A rapid assay of phytoplankton viability

Uptake and release of ballast water by ships can transport microorganisms from one part of the global ocean to another, with potentially negative consequences for natural ecosystems. To lessen the threat posed by the introduction of alien microorganisms, the International Convention for the Control and Management of Ships' Ballast Water and Sediments imposes global regulations for treatment of ships' ballast water, effective September 2019. The Convention imposes limits on the concentrations of viable cells in discharged waters. Existing regulations in the USA differ from the internationally standards in regulating the discharge of living cells.
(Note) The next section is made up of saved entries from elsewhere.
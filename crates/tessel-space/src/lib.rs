//! Adjacency geometry for Tessel grids.
//!
//! This crate turns the vocabulary of `tessel-core` into geometry:
//!
//! - [`resolve_offset`] maps a direction and a [`Topology`] to the unit
//!   offset of the neighbouring cell, backed by the two total lookups
//!   [`checkerboard_offset`] and [`staggered_offset`].
//! - [`resolve_direction`] is the inverse over the checkerboard table.
//! - [`reflect_to_corner`] projects a point stored relative to the
//!   south-east corner into the frame of any other corner.
//!
//! All of the above are pure functions over `Copy` values.
//!
//! # Bounded grids
//!
//! [`TileGrid`] applies a topology to a finite `width × height` grid with
//! configurable [`EdgeBehavior`] (absorb, clamp, wrap), built from a
//! validated [`GridConfig`].

#![deny(missing_docs)]
#![deny(rustdoc::broken_intra_doc_links)]
#![forbid(unsafe_code)]

pub mod config;
pub mod edge;
pub mod error;
pub mod grid;
pub mod reflect;
pub mod resolve;

#[cfg(test)]
pub(crate) mod compliance;

pub use config::GridConfig;
pub use edge::EdgeBehavior;
pub use error::SpaceError;
pub use grid::TileGrid;
pub use reflect::{reflect_to_corner, reflect_to_direction};
pub use resolve::{
    checkerboard_offset, resolve_direction, resolve_direction_in, resolve_offset,
    staggered_offset,
};
pub use tessel_core::{
    Corner, Direction, IllegalArgument, Offset, Point, StaggeredDirection, Topology,
};
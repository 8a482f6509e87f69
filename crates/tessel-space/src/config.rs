//! Grid configuration and validation.
//!
//! [`GridConfig`] is the builder-input for [`TileGrid`](crate::TileGrid).
//! [`validate()`](GridConfig::validate) checks structural invariants;
//! `TileGrid::new` calls it before constructing anything.

use crate::edge::EdgeBehavior;
use crate::error::SpaceError;
use tessel_core::Topology;

/// Configuration for a bounded [`TileGrid`](crate::TileGrid).
#[derive(Clone, Debug, PartialEq, Eq)]
pub struct GridConfig {
    /// Number of columns. Default: 64.
    pub width: u32,
    /// Number of rows. Default: 64.
    pub height: u32,
    /// Adjacency rule set. Default: checkerboard.
    pub topology: Topology,
    /// Border handling. Default: absorb.
    pub edge: EdgeBehavior,
}

impl GridConfig {
    /// Largest allowed dimension: points use `i32`, so each axis must fit.
    pub const MAX_DIM: u32 = i32::MAX as u32;

    /// Check structural invariants.
    ///
    /// Returns `Err(SpaceError::EmptySpace)` if either dimension is 0 and
    /// `Err(SpaceError::DimensionTooLarge)` if either exceeds
    /// [`MAX_DIM`](Self::MAX_DIM).
    pub fn validate(&self) -> Result<(), SpaceError> {
        if self.width == 0 || self.height == 0 {
            return Err(SpaceError::EmptySpace);
        }
        for (name, value) in [("width", self.width), ("height", self.height)] {
            if value > Self::MAX_DIM {
                return Err(SpaceError::DimensionTooLarge {
                    name,
                    value,
                    max: Self::MAX_DIM,
                });
            }
        }
        Ok(())
    }
}

impl Default for GridConfig {
    fn default() -> Self {
        Self {
            width: 64,
            height: 64,
            topology: Topology::Checkerboard,
            edge: EdgeBehavior::Absorb,
        }
    }
}
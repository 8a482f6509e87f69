//! Spatial edge (boundary) behavior for bounded grids.

/// How a [`TileGrid`](crate::TileGrid) treats neighbours past its border.
///
/// # Examples
///
/// ```
/// use tessel_space::{EdgeBehavior, GridConfig, Point, TileGrid, Topology};
///
/// // Absorb: corner has 3 neighbours, interior has 8.
/// let absorb = TileGrid::new(GridConfig {
///     width: 4,
///     height: 4,
///     topology: Topology::Checkerboard,
///     edge: EdgeBehavior::Absorb,
/// })
/// .unwrap();
/// assert_eq!(absorb.neighbours(Point::new(0, 0)).unwrap().len(), 3);
/// assert_eq!(absorb.neighbours(Point::new(1, 1)).unwrap().len(), 8);
///
/// // Wrap: every cell has all 8 neighbours (torus).
/// let wrap = TileGrid::new(GridConfig {
///     edge: EdgeBehavior::Wrap,
///     ..GridConfig::default()
/// })
/// .unwrap();
/// assert_eq!(wrap.neighbours(Point::new(0, 0)).unwrap().len(), 8);
/// ```
#[derive(Clone, Copy, Debug, Default, PartialEq, Eq, Hash)]
pub enum EdgeBehavior {
    /// Out-of-bounds neighbour maps to the boundary cell (self-loop).
    Clamp,
    /// Out-of-bounds neighbour wraps to the opposite side (periodic).
    Wrap,
    /// Out-of-bounds neighbour is omitted (fewer neighbours at edges).
    #[default]
    Absorb,
}

impl EdgeBehavior {
    /// Resolve a single axis value against `0..len`.
    ///
    /// Returns `None` only for [`EdgeBehavior::Absorb`] out of range.
    pub(crate) fn resolve_axis(self, val: i32, len: u32) -> Option<i32> {
        let n = len as i64;
        let v = val as i64;
        if v >= 0 && v < n {
            return Some(val);
        }
        match self {
            Self::Absorb => None,
            Self::Clamp => Some(v.clamp(0, n - 1) as i32),
            Self::Wrap => Some(v.rem_euclid(n) as i32),
        }
    }

    /// Shortest signed displacement from `from` to `to` along one axis.
    ///
    /// Under [`EdgeBehavior::Wrap`] the displacement may cross the seam.
    pub(crate) fn axis_delta(self, from: i32, to: i32, len: u32) -> i64 {
        let diff = to as i64 - from as i64;
        match self {
            Self::Wrap => {
                let n = len as i64;
                let d = diff.rem_euclid(n);
                if d * 2 > n {
                    d - n
                } else {
                    d
                }
            }
            Self::Absorb | Self::Clamp => diff,
        }
    }
}
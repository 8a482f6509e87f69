//! Grid adjacency rule sets.

use crate::direction::Direction;
use std::fmt;

const STAGGERED_DIRECTIONS: [Direction; 6] = [
    Direction::NorthEast,
    Direction::East,
    Direction::SouthEast,
    Direction::SouthWest,
    Direction::West,
    Direction::NorthWest,
];

/// The adjacency rule set of a grid.
///
/// Supplied per call to the resolvers; nothing in the workspace keeps a
/// global topology.
#[derive(Clone, Copy, Debug, Default, PartialEq, Eq, Hash)]
pub enum Topology {
    /// Square cells with 8 king-move neighbours.
    #[default]
    Checkerboard,
    /// Alternate rows offset by half a cell; 6 neighbours, no north or
    /// south.
    Staggered,
}

impl Topology {
    /// Map the legacy boolean flag onto a topology.
    pub const fn from_staggered(staggered: bool) -> Self {
        if staggered {
            Self::Staggered
        } else {
            Self::Checkerboard
        }
    }

    /// `true` for [`Topology::Staggered`].
    pub const fn is_staggered(self) -> bool {
        matches!(self, Self::Staggered)
    }

    /// Number of neighbours an interior cell has.
    pub const fn neighbour_count(self) -> usize {
        self.directions().len()
    }

    /// The legal directions, in cyclic order.
    pub const fn directions(self) -> &'static [Direction] {
        match self {
            Self::Checkerboard => &Direction::ALL,
            Self::Staggered => &STAGGERED_DIRECTIONS,
        }
    }

    /// Whether `direction` has a neighbour under this topology.
    pub const fn is_legal(self, direction: Direction) -> bool {
        match self {
            Self::Checkerboard => true,
            Self::Staggered => !matches!(direction, Direction::North | Direction::South),
        }
    }
}

impl fmt::Display for Topology {
    fn fmt(&self, f: &mut fmt::Formatter<'_>) -> fmt::Result {
        match self {
            Self::Checkerboard => f.write_str("checkerboard"),
            Self::Staggered => f.write_str("staggered"),
        }
    }
}
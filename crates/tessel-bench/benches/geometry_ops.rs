//! Criterion micro-benchmarks for offset resolution and reflection.

use criterion::{black_box, criterion_group, criterion_main, Criterion};
use tessel_bench::scatter_points;
use tessel_core::{Corner, Direction, Topology};
use tessel_space::{reflect_to_corner, resolve_direction, resolve_offset};
use tessel_test_utils::unit_block;

/// Benchmark: resolve all 8 directions under both topologies.
fn bench_resolve_offset(c: &mut Criterion) {
    c.bench_function("resolve_offset_all_directions", |b| {
        b.iter(|| {
            for topology in [Topology::Checkerboard, Topology::Staggered] {
                for d in Direction::ALL {
                    black_box(resolve_offset(black_box(d), topology).ok());
                }
            }
        });
    });
}

/// Benchmark: inverse lookup over the 3x3 block, origin included.
fn bench_resolve_direction(c: &mut Criterion) {
    let block = unit_block();

    c.bench_function("resolve_direction_unit_block", |b| {
        b.iter(|| {
            for &o in &block {
                black_box(resolve_direction(black_box(o)).ok());
            }
        });
    });
}

/// Benchmark: reflect 10K points into every corner.
fn bench_reflect_to_corner(c: &mut Criterion) {
    let points = scatter_points(10_000, 1_000);

    c.bench_function("reflect_to_corner_10k", |b| {
        b.iter(|| {
            for &p in &points {
                for corner in Corner::ALL {
                    black_box(reflect_to_corner(p, corner));
                }
            }
        });
    });
}

criterion_group!(
    benches,
    bench_resolve_offset,
    bench_resolve_direction,
    bench_reflect_to_corner
);
criterion_main!(benches);
//! Validated single-cell displacements.

use crate::error::IllegalArgument;
use crate::point::Point;
use std::fmt;

/// A unit displacement `(dx, dy)` to one of the 8 surrounding cells.
///
/// Both components lie in `{-1, 0, 1}` and they are never both zero.
/// The fields are private so that every `Offset` in existence satisfies
/// that invariant; build one with [`Offset::new`] or take a named
/// constant.
#[derive(Clone, Copy, Debug, PartialEq, Eq, Hash, PartialOrd, Ord)]
pub struct Offset {
    dx: i8,
    dy: i8,
}

impl Offset {
    /// `(0, -1)`.
    pub const NORTH: Offset = Offset::unit(0, -1);
    /// `(1, -1)`.
    pub const NORTH_EAST: Offset = Offset::unit(1, -1);
    /// `(1, 0)`.
    pub const EAST: Offset = Offset::unit(1, 0);
    /// `(1, 1)`.
    pub const SOUTH_EAST: Offset = Offset::unit(1, 1);
    /// `(0, 1)`.
    pub const SOUTH: Offset = Offset::unit(0, 1);
    /// `(-1, 1)`.
    pub const SOUTH_WEST: Offset = Offset::unit(-1, 1);
    /// `(-1, 0)`.
    pub const WEST: Offset = Offset::unit(-1, 0);
    /// `(-1, -1)`.
    pub const NORTH_WEST: Offset = Offset::unit(-1, -1);

    const fn unit(dx: i8, dy: i8) -> Self {
        Self { dx, dy }
    }

    /// Validate a displacement.
    ///
    /// Fails with [`IllegalArgument::Offset`] if either component is
    /// outside `{-1, 0, 1}` or both are zero.
    pub const fn new(dx: i32, dy: i32) -> Result<Self, IllegalArgument> {
        let in_range = dx >= -1 && dx <= 1 && dy >= -1 && dy <= 1;
        if !in_range || (dx == 0 && dy == 0) {
            return Err(IllegalArgument::Offset { dx, dy });
        }
        Ok(Self::unit(dx as i8, dy as i8))
    }

    /// Column component.
    pub const fn dx(self) -> i32 {
        self.dx as i32
    }

    /// Row component.
    pub const fn dy(self) -> i32 {
        self.dy as i32
    }

    /// The displacement pointing the other way.
    #[must_use]
    pub const fn reversed(self) -> Self {
        Self::unit(-self.dx, -self.dy)
    }

    /// The offset as a point.
    pub const fn to_point(self) -> Point {
        Point::new(self.dx(), self.dy())
    }
}

impl TryFrom<Point> for Offset {
    type Error = IllegalArgument;

    fn try_from(p: Point) -> Result<Self, Self::Error> {
        Self::new(p.x, p.y)
    }
}

impl From<Offset> for Point {
    fn from(o: Offset) -> Self {
        o.to_point()
    }
}

impl fmt::Display for Offset {
    fn fmt(&self, f: &mut fmt::Formatter<'_>) -> fmt::Result {
        write!(f, "({}, {})", self.dx, self.dy)
    }
}
//! The single geometric error kind.
//!
//! Every geometric operation in the workspace is a total function over
//! its legal domain and fails fast outside it. The variants below record
//! which argument fell outside its domain; they all mean "illegal
//! argument" and none of them is recoverable by retrying.

use crate::direction::Direction;
use crate::topology::Topology;
use std::error::Error;
use std::fmt;

/// An argument outside the legal domain of a geometric operation.
#[derive(Clone, Copy, Debug, PartialEq, Eq, Hash)]
pub enum IllegalArgument {
    /// A raw direction ordinal outside `0..=7`.
    DirectionIndex {
        /// The rejected ordinal.
        index: u8,
    },
    /// The direction has no neighbour under the requested topology.
    Direction {
        /// The rejected direction.
        direction: Direction,
        /// The topology it was requested under.
        topology: Topology,
    },
    /// The displacement is not one of the 8 unit offsets.
    Offset {
        /// Column component of the rejected displacement.
        dx: i32,
        /// Row component of the rejected displacement.
        dy: i32,
    },
    /// A non-diagonal direction was used as a reflection corner.
    Corner {
        /// The rejected direction.
        direction: Direction,
    },
    /// An offset-to-direction lookup was requested under a topology that
    /// defines no inverse.
    NoInverse {
        /// The topology without an inverse.
        topology: Topology,
    },
}

impl fmt::Display for IllegalArgument {
    fn fmt(&self, f: &mut fmt::Formatter<'_>) -> fmt::Result {
        match self {
            Self::DirectionIndex { index } => {
                write!(f, "illegal argument: direction index {index} is not in 0..=7")
            }
            Self::Direction {
                direction,
                topology,
            } => write!(
                f,
                "illegal argument: {direction} has no neighbour under {topology} topology"
            ),
            Self::Offset { dx, dy } => {
                write!(f, "illegal argument: ({dx}, {dy}) is not a unit offset")
            }
            Self::Corner { direction } => {
                write!(f, "illegal argument: {direction} is not a corner")
            }
            Self::NoInverse { topology } => write!(
                f,
                "illegal argument: {topology} topology has no offset-to-direction inverse"
            ),
        }
    }
}

impl Error for IllegalArgument {}
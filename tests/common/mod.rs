#![allow(dead_code)]
//! Shared integration test utilities.
//!
//! Import with:
//! ```
//! mod common;
//! use common::*;
//! ```

use std::sync::Once;

static INIT_LOGGING: Once = Once::new();

/// Installs a `tracing` subscriber once per process so `RUST_LOG` works in
/// test runs.
pub fn init_test_logging() {
    INIT_LOGGING.call_once(|| {
        let _ = tracing_subscriber::fmt()
            .with_env_filter(
                tracing_subscriber::EnvFilter::try_from_default_env()
                    .unwrap_or_else(|_| tracing_subscriber::EnvFilter::new("warn")),
            )
            .with_test_writer()
            .try_init();
    });
}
By definition, a viable living cell is able to reproduce, but a nonviable living cell is not. Because the goal of ballast water treatment is prevention of reproduction of microorganisms, cell viability offers a reasonable standard for treatment.*Ballast water could be disinfected by application of ultraviolet C (UVC) radiation, which is widely used in treatment of drinking and waste water. UVC treatment renders cells nonviable by damaging nucleotides but does not necessarily kill them outright. Consequently, nonviable (so non-invasive) cells register as living if tested with the US-mandated live/dead assay in water treated with UVC. Acceptance of UVC for ballast water treatment depends on development of accurate alternative tests of viability.*The most direct means of demonstrating viability is with a growth assay. However, growth assays can take weeks to complete, so are inappropriate for shipboard testing to ensure that a ballast water treatment system complies with regulatory standards. With the support of NSERC and Trojan UV, an hours-long fluorescence-based Rapid Assay of Phytoplankton Viability (RAPV) has been developed and tested in the laboratory. The goals of the proposed research partnership are to test the efficacy of the RAPV; to establish the theoretical foundations underlying the rapid assay; and to refine techniques for determining viability of single cells rather than bulk assemblages. Within 5 years, this research will develop tests for assessing phytoplankton viability that have immediate application to the ballast water treatment market but will also allow development of new industrial markets in assessment and treatment of impaired waters, in studies of natural populations and in mass culture of algae for food, biofuels and other high-value products.